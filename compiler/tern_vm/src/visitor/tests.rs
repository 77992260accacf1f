#![allow(clippy::unwrap_used, reason = "tests unwrap known-good values")]

use rustc_hash::FxHashMap;

use crate::interpreter::{Runtime, RuntimeBuilder};
use crate::print_handler::silent_handler;
use crate::value::{Value, ValueType};

fn runtime() -> Runtime {
    RuntimeBuilder::new()
        .core_words(true)
        .print_handler(silent_handler())
        .build()
}

fn census(rt: &Runtime) -> FxHashMap<ValueType, usize> {
    let mut counts = FxHashMap::default();
    rt.visit_reachable(&mut |v| *counts.entry(v.value_type()).or_insert(0) += 1);
    counts
}

#[test]
fn shared_objects_are_visited_once() {
    let mut rt = runtime();
    rt.run_source("[1,2] !A ?A !B [?A, ?B] !C").unwrap();
    let counts = census(&rt);
    // A, B and C's items all name the same list; C is the second one.
    assert_eq!(counts.get(&ValueType::List), Some(&2));
}

#[test]
fn cycles_terminate() {
    let mut rt = runtime();
    rt.run_source("[] !A [?A] !B ?B ?A push").unwrap();
    assert_eq!(census(&rt).get(&ValueType::List), Some(&2));
}

#[test]
fn code_blocks_and_lambdas_are_reached() {
    let mut rt = runtime();
    rt.run_source(":adder |x:| (?x +) ;\n5 adder !Inc").unwrap();
    let counts = census(&rt);
    assert_eq!(counts.get(&ValueType::Closure), Some(&1));

    let mut names = Vec::new();
    rt.visit_reachable(&mut |v| {
        if let Value::Code(code) = v {
            names.push(code.display_name().to_string());
        }
    });
    // The word itself and its lambda, which the closure also references.
    assert_eq!(names.len(), 2);
    assert!(names.iter().any(|n| n == "adder"));
}

#[test]
fn values_inside_hashes_are_visited() {
    let mut rt = runtime();
    rt.run_source("[% `k [7]] !H").unwrap();
    let mut ints = Vec::new();
    rt.visit_reachable(&mut |v| {
        if let Value::Int(n) = v {
            ints.push(*n);
        }
    });
    assert!(ints.contains(&7));
    assert_eq!(census(&rt).get(&ValueType::Hash), Some(&1));
}
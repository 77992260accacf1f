//! Trial-deletion cycle collector.
//!
//! 1. Snapshot every registered object's reference count into `gc_refs`.
//! 2. Subtract one for every reference held by another registered object.
//!    What remains counts references from outside the heap (stacks,
//!    namespaces, native code).
//! 3. Objects with positive `gc_refs`, and everything they reach, survive.
//! 4. The rest are garbage. All garbage bodies are emptied before any
//!    object is released, so no destructor re-enters an object that is
//!    also being destroyed.

use rustc_hash::FxHashMap;

use super::{GcBody, Heap};

impl Heap {
    /// Run a full collection. Returns the number of objects destroyed.
    pub fn collect(&mut self) -> usize {
        let lock = self.lock.clone();
        let mut guard = lock.as_ref().map(super::GlobalLock::lock);

        let pruned = self.prune();
        let objects = self.live_objects();
        let position: FxHashMap<u32, usize> = objects
            .iter()
            .enumerate()
            .map(|(i, g)| (g.handle().index, i))
            .collect();

        // `objects` holds one strong reference to each object.
        let mut gc_refs: Vec<usize> = objects.iter().map(|g| g.strong_count() - 1).collect();
        // An object whose body is borrowed right now is in use: keep it.
        let mut pinned = vec![false; objects.len()];

        for (i, obj) in objects.iter().enumerate() {
            let Ok(body) = obj.try_body() else {
                pinned[i] = true;
                continue;
            };
            body.for_each_child(&mut |child| {
                if let Some(&j) = position.get(&child.handle().index) {
                    if objects[j].ptr_eq(child) {
                        gc_refs[j] = gc_refs[j].saturating_sub(1);
                    }
                }
            });
        }

        // Survivors: externally referenced objects and everything they reach.
        let mut survivor = vec![false; objects.len()];
        let mut work: Vec<usize> = (0..objects.len())
            .filter(|&i| gc_refs[i] > 0 || pinned[i])
            .collect();
        for &i in &work {
            survivor[i] = true;
        }
        while let Some(i) = work.pop() {
            let Ok(body) = objects[i].try_body() else {
                continue;
            };
            body.for_each_child(&mut |child| {
                if let Some(&j) = position.get(&child.handle().index) {
                    if !survivor[j] && objects[j].ptr_eq(child) {
                        survivor[j] = true;
                        work.push(j);
                    }
                }
            });
        }

        // Sweep: empty every garbage body first, then release.
        let mut bodies = Vec::new();
        for (i, obj) in objects.iter().enumerate() {
            if !survivor[i] {
                if let Ok(mut body) = obj.try_body_mut() {
                    bodies.push(std::mem::replace(&mut *body, GcBody::Cleared));
                }
            }
        }
        let freed = bodies.len();
        drop(bodies);
        drop(objects);
        let dead = self.prune();

        if let Some(g) = guard.as_mut() {
            g.live_objects = g.live_objects.saturating_sub(pruned + dead);
            g.collections += 1;
        }
        tracing::debug!(freed, live = self.registered, "cycle collection");
        freed
    }
}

┄┄┄┄┄┄┄┄┄┄

> _What the task asks_
Please write out, exactly as they appear above, only the lines in the stretch from the line with "assert_eq!(names.len(), 2);" through the line with "1. Snapshot every".

> _Output for this exercise_
    assert_eq!(names.len(), 2);
    assert!(names.iter().any(|n| n == "adder"));
}

#[test]
fn values_inside_hashes_are_visited() {
    let mut rt = runtime();
    rt.run_source("[% `k [7]] !H").unwrap();
    let mut ints = Vec::new();
    rt.visit_reachable(&mut |v| {
        if let Value::Int(n) = v {
            ints.push(*n);
        }
    });
    assert!(ints.contains(&7));
    assert_eq!(census(&rt).get(&ValueType::Hash), Some(&1));
}
repository 77992260accacf1f
//! Trial-deletion cycle collector.
//!
//! 1. Snapshot every registered object's reference count into `gc_refs`.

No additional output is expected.